(Your task)
Below are entries; write every one of them out again exactly.
++++ Records provided
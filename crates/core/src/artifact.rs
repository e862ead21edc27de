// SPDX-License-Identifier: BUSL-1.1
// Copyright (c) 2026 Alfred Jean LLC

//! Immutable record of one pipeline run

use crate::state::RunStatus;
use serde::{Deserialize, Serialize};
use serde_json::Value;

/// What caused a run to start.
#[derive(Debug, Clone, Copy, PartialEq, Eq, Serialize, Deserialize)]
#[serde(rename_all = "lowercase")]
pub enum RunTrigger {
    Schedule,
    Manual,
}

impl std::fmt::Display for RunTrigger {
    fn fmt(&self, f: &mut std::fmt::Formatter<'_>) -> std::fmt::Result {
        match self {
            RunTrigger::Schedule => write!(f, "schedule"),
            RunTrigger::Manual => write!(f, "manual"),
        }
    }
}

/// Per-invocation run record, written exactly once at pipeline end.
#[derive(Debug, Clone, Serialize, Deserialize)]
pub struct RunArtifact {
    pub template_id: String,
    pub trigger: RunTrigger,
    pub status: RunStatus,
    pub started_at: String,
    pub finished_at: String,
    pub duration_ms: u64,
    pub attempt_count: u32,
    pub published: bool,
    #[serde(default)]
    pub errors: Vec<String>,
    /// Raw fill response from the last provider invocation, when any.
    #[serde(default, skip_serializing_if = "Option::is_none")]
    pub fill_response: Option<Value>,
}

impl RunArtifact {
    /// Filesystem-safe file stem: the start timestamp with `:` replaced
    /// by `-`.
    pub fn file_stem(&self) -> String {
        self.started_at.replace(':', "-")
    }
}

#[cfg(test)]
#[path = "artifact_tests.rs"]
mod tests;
++++++++
(Result of this exercise)
filename crates/core/src/artifact.rs
repository e862ead21edc27de
// SPDX-License-Identifier: BUSL-1.1
// Copyright (c) 2026 Alfred Jean LLC

//! Immutable record of one pipeline run

use crate::state::RunStatus;
use serde::{Deserialize, Serialize};
use serde_json::Value;

/// What caused a run to start.
#[derive(Debug, Clone, Copy, PartialEq, Eq, Serialize, Deserialize)]
#[serde(rename_all = "lowercase")]
pub enum RunTrigger {
    Schedule,
    Manual,
}

impl std::fmt::Display for RunTrigger {
    fn fmt(&self, f: &mut std::fmt::Formatter<'_>) -> std::fmt::Result {
        match self {
            RunTrigger::Schedule => write!(f, "schedule"),
            RunTrigger::Manual => write!(f, "manual"),
        }
    }
}

/// Per-invocation run record, written exactly once at pipeline end.
#[derive(Debug, Clone, Serialize, Deserialize)]
pub struct RunArtifact {
    pub template_id: String,
    pub trigger: RunTrigger,
    pub status: RunStatus,
    pub started_at: String,
    pub finished_at: String,
    pub duration_ms: u64,
    pub attempt_count: u32,
    pub published: bool,
    #[serde(default)]
    pub errors: Vec<String>,
    /// Raw fill response from the last provider invocation, when any.
    #[serde(default, skip_serializing_if = "Option::is_none")]
    pub fill_response: Option<Value>,
}

impl RunArtifact {
    /// Filesystem-safe file stem: the start timestamp with `:` replaced
    /// by `-`.
    pub fn file_stem(&self) -> String {
        self.started_at.replace(':', "-")
    }
}

#[cfg(test)]
#[path = "artifact_tests.rs"]
mod tests;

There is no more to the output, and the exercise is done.